What this task involves
Below are records; work out how many of their lines hold the string "IKeyValueStore" and give that number alone.

**** Excerpted records ****

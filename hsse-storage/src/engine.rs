//! StorageEngine owns the write connection, runs migrations on open, and
//! implements `IKeyValueStore`.

use std::path::{Path, PathBuf};
use std::time::Duration;

use hsse_core::config::StorageConfig;
use hsse_core::constants::now_ms;
use hsse_core::errors::HsseResult;
use hsse_core::traits::IKeyValueStore;

use crate::migrations;
use crate::pool::{self, WriteConnection};
use crate::queries::kv_ops;

/// The local durable store.
pub struct StorageEngine {
    writer: WriteConnection,
    db_path: Option<PathBuf>,
}

impl StorageEngine {
    /// Open a store backed by a file on disk with default settings.
    pub fn open(path: &Path) -> HsseResult<Self> {
        Self::open_with_config(path, &StorageConfig::default())
    }

    /// Open the store described by a config section.
    pub fn from_config(config: &StorageConfig) -> HsseResult<Self> {
        Self::open_with_config(Path::new(&config.db_path), config)
    }

    /// Open a file-backed store with explicit settings.
    pub fn open_with_config(path: &Path, config: &StorageConfig) -> HsseResult<Self> {
        let conn = pool::open_connection(path, config)?;
        let version = migrations::run_migrations(&conn)?;
        tracing::info!(path = %path.display(), schema_version = version, "storage: opened");
        Ok(Self {
            writer: WriteConnection::new(conn),
            db_path: Some(path.to_path_buf()),
        })
    }

    /// Open an in-memory store (for testing). Nothing survives drop.
    pub fn open_in_memory() -> HsseResult<Self> {
        let conn = pool::open_in_memory_connection()?;
        migrations::run_migrations(&conn)?;
        Ok(Self {
            writer: WriteConnection::new(conn),
            db_path: None,
        })
    }

    /// Path of the backing file, `None` when in-memory.
    pub fn db_path(&self) -> Option<&Path> {
        self.db_path.as_deref()
    }

    /// Remove every expired entry. Returns the number removed.
    pub async fn prune_expired(&self) -> HsseResult<usize> {
        let removed = self
            .writer
            .with_conn(|conn| kv_ops::prune_expired(conn, now_ms()))
            .await?;
        if removed > 0 {
            tracing::debug!(removed, "storage: pruned expired entries");
        }
        Ok(removed)
    }

    /// Number of live entries in a namespace.
    pub async fn count(&self, namespace: &str) -> HsseResult<usize> {
        self.writer
            .with_conn(|conn| kv_ops::count_live(conn, namespace, now_ms()))
            .await
    }

    /// Applied schema version.
    pub async fn schema_version(&self) -> HsseResult<u32> {
        self.writer.with_conn(migrations::current_version).await
    }

    /// Whether the connection runs in WAL mode.
    pub async fn is_wal(&self) -> HsseResult<bool> {
        self.writer
            .with_conn(pool::pragmas::verify_wal_mode)
            .await
    }
}

/// Absolute expiry for an entry written at `now`.
fn expiry_from(now: i64, max_age: Option<Duration>) -> Option<i64> {
    max_age.map(|age| {
        let ms = i64::try_from(age.as_millis()).unwrap_or(i64::MAX);
        now.saturating_add(ms)
    })
}

impl IKeyValueStore for StorageEngine {
    async fn get(&self, namespace: &str, key: &str) -> HsseResult<Option<String>> {
        self.writer
            .with_conn(|conn| kv_ops::get_value(conn, namespace, key, now_ms()))
            .await
    }

    async fn set(
        &self,
        namespace: &str,
        key: &str,
        value: &str,
        max_age: Option<Duration>,
    ) -> HsseResult<()> {
        self.writer
            .with_conn(|conn| {
                let now = now_ms();
                kv_ops::put_value(conn, namespace, key, value, now, expiry_from(now, max_age))
            })
            .await
    }

    async fn delete(&self, namespace: &str, key: &str) -> HsseResult<bool> {
        self.writer
            .with_conn(|conn| kv_ops::delete_value(conn, namespace, key, now_ms()))
            .await
    }

    async fn keys(&self, namespace: &str) -> HsseResult<Vec<String>> {
        self.writer
            .with_conn(|conn| kv_ops::list_keys(conn, namespace, now_ms()))
            .await
    }
}

#[cfg(test)]
mod tests {
    use super::*;

    #[test]
    fn expiry_saturates() {
        assert_eq!(expiry_from(10, None), None);
        assert_eq!(expiry_from(10, Some(Duration::from_millis(5))), Some(15));
        assert_eq!(expiry_from(10, Some(Duration::MAX)), Some(i64::MAX));
    }
}
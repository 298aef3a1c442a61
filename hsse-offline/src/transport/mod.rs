//! Transport to the remote write endpoint.

mod http_submitter;

pub use http_submitter::{backoff_for, parse_remote_id, HttpSubmitter};
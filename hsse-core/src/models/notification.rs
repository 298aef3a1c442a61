use serde::{Deserialize, Serialize};

/// Severity of a user-facing notification.
#[derive(Debug, Clone, Copy, PartialEq, Eq, Serialize, Deserialize)]
#[serde(rename_all = "snake_case")]
pub enum NotificationLevel {
    Info,
    Success,
    Warning,
    Error,
}

/// A fire-and-forget toast/alert.
#[derive(Debug, Clone, PartialEq, Eq, Serialize, Deserialize)]
pub struct Notification {
    pub level: NotificationLevel,
    pub title: String,
    pub message: String,
}

impl Notification {
    pub fn new(level: NotificationLevel, title: impl Into<String>, message: impl Into<String>) -> Self {
        Self {
            level,
            title: title.into(),
            message: message.into(),
        }
    }

    pub fn info(title: impl Into<String>, message: impl Into<String>) -> Self {
        Self::new(NotificationLevel::Info, title, message)
    }

    pub fn success(title: impl Into<String>, message: impl Into<String>) -> Self {
        Self::new(NotificationLevel::Success, title, message)
    }

    pub fn warning(title: impl Into<String>, message: impl Into<String>) -> Self {
        Self::new(NotificationLevel::Warning, title, message)
    }

    pub fn error(title: impl Into<String>, message: impl Into<String>) -> Self {
        Self::new(NotificationLevel::Error, title, message)
    }
}
//! Network reachability signal with change notifications.

use std::sync::Arc;

use tokio::sync::watch;

use hsse_observability::events;

/// Shared online/offline flag. Clones observe the same state.
#[derive(Debug, Clone)]
pub struct NetworkMonitor {
    state: Arc<watch::Sender<bool>>,
}

impl NetworkMonitor {
    pub fn new(initially_online: bool) -> Self {
        let (tx, _rx) = watch::channel(initially_online);
        Self {
            state: Arc::new(tx),
        }
    }

    /// Whether we believe the remote is reachable.
    pub fn is_online(&self) -> bool {
        *self.state.borrow()
    }

    /// Record reachability. Subscribers are only woken on a real change.
    /// Returns whether the state changed.
    pub fn set_online(&self, online: bool) -> bool {
        let changed = self.state.send_if_modified(|current| {
            if *current == online {
                false
            } else {
                *current = online;
                true
            }
        });
        if changed {
            events::network_changed(online);
        }
        changed
    }

    pub fn go_offline(&self) -> bool {
        self.set_online(false)
    }

    pub fn go_online(&self) -> bool {
        self.set_online(true)
    }

    /// Receiver that wakes on every transition.
    pub fn subscribe(&self) -> watch::Receiver<bool> {
        self.state.subscribe()
    }
}

impl Default for NetworkMonitor {
    fn default() -> Self {
        Self::new(true)
    }
}

#[cfg(test)]
mod tests {
    use super::*;

    #[test]
    fn repeated_state_is_not_a_transition() {
        let net = NetworkMonitor::new(true);
        assert!(!net.go_online());
        assert!(net.go_offline());
        assert!(!net.go_offline());
        assert!(!net.is_online());
    }

    #[tokio::test]
    async fn subscribers_see_transitions() {
        let net = NetworkMonitor::new(false);
        let mut rx = net.subscribe();
        let clone = net.clone();
        clone.go_online();
        rx.changed().await.unwrap();
        assert!(*rx.borrow_and_update());
        assert!(net.is_online());
    }
}
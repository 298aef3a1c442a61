// Single source of truth for all default values.

// --- Storage ---
pub const DEFAULT_DB_FILENAME: &str = "hsse-offline.db";
pub const DEFAULT_WAL_MODE: bool = true;
pub const DEFAULT_BUSY_TIMEOUT_MS: u32 = 5_000;

// --- Offline queue ---
pub const DEFAULT_QUEUE_NAMESPACE: &str = "ptw";
pub const DEFAULT_QUEUE_KEY: &str = crate::constants::DEFAULT_QUEUE_KEY;
pub const DEFAULT_QUEUE_RETENTION_SECS: u64 = 7 * 24 * 3600; // 7 days
pub const DEFAULT_AUTO_SYNC: bool = true;

// --- Form progress ---
pub const DEFAULT_FORM_NAMESPACE: &str = "form_progress";
pub const DEFAULT_FORM_RETENTION_SECS: u64 = 24 * 3600; // 24 hours

// --- Remote ---
pub const DEFAULT_SUBMIT_PATH: &str = "/rest/v1/ptw_permits";
pub const DEFAULT_TIMEOUT_MS: u64 = 30_000;
pub const DEFAULT_MAX_RETRIES: u32 = 2;
pub const DEFAULT_INITIAL_BACKOFF_MS: u64 = 500;
pub const DEFAULT_MAX_BACKOFF_MS: u64 = 8_000;
pub const DEFAULT_SEND_IDEMPOTENCY_KEY: bool = true;

// --- Observability ---
pub const DEFAULT_LOG_LEVEL: &str = "info";
pub const DEFAULT_JSON_LOGS: bool = false;
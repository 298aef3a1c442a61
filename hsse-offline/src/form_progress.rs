//! Form-progress side channel: in-progress drafts saved under their own
//! namespace with a short retention. One slot per key, no status tracking.

use std::sync::Arc;
use std::time::Duration;

use serde::de::DeserializeOwned;
use serde::Serialize;

use hsse_core::config::OfflineConfig;
use hsse_core::errors::HsseResult;
use hsse_core::traits::IKeyValueStore;

pub struct FormProgressStore<S> {
    store: Arc<S>,
    namespace: String,
    retention: Duration,
}

impl<S: IKeyValueStore> FormProgressStore<S> {
    pub fn new(store: Arc<S>, config: &OfflineConfig) -> Self {
        Self {
            store,
            namespace: config.form_namespace.clone(),
            retention: config.form_retention(),
        }
    }

    /// Save a draft, overwriting any previous draft under `key`. The
    /// retention window restarts on every save.
    pub async fn save<T: Serialize>(&self, key: &str, draft: &T) -> HsseResult<()> {
        let doc = serde_json::to_string(draft)?;
        self.store
            .set(&self.namespace, key, &doc, Some(self.retention))
            .await
    }

    /// Load a live draft. Expired or missing drafts read as `None`.
    pub async fn load<T: DeserializeOwned>(&self, key: &str) -> HsseResult<Option<T>> {
        match self.store.get(&self.namespace, key).await? {
            Some(doc) => Ok(Some(serde_json::from_str(&doc)?)),
            None => Ok(None),
        }
    }

    /// Drop a draft, typically after the form was submitted.
    pub async fn clear(&self, key: &str) -> HsseResult<bool> {
        self.store.delete(&self.namespace, key).await
    }

    /// Keys with a live draft.
    pub async fn list_saved(&self) -> HsseResult<Vec<String>> {
        self.store.keys(&self.namespace).await
    }

    pub fn retention(&self) -> Duration {
        self.retention
    }
}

****

Solution to the exercise
5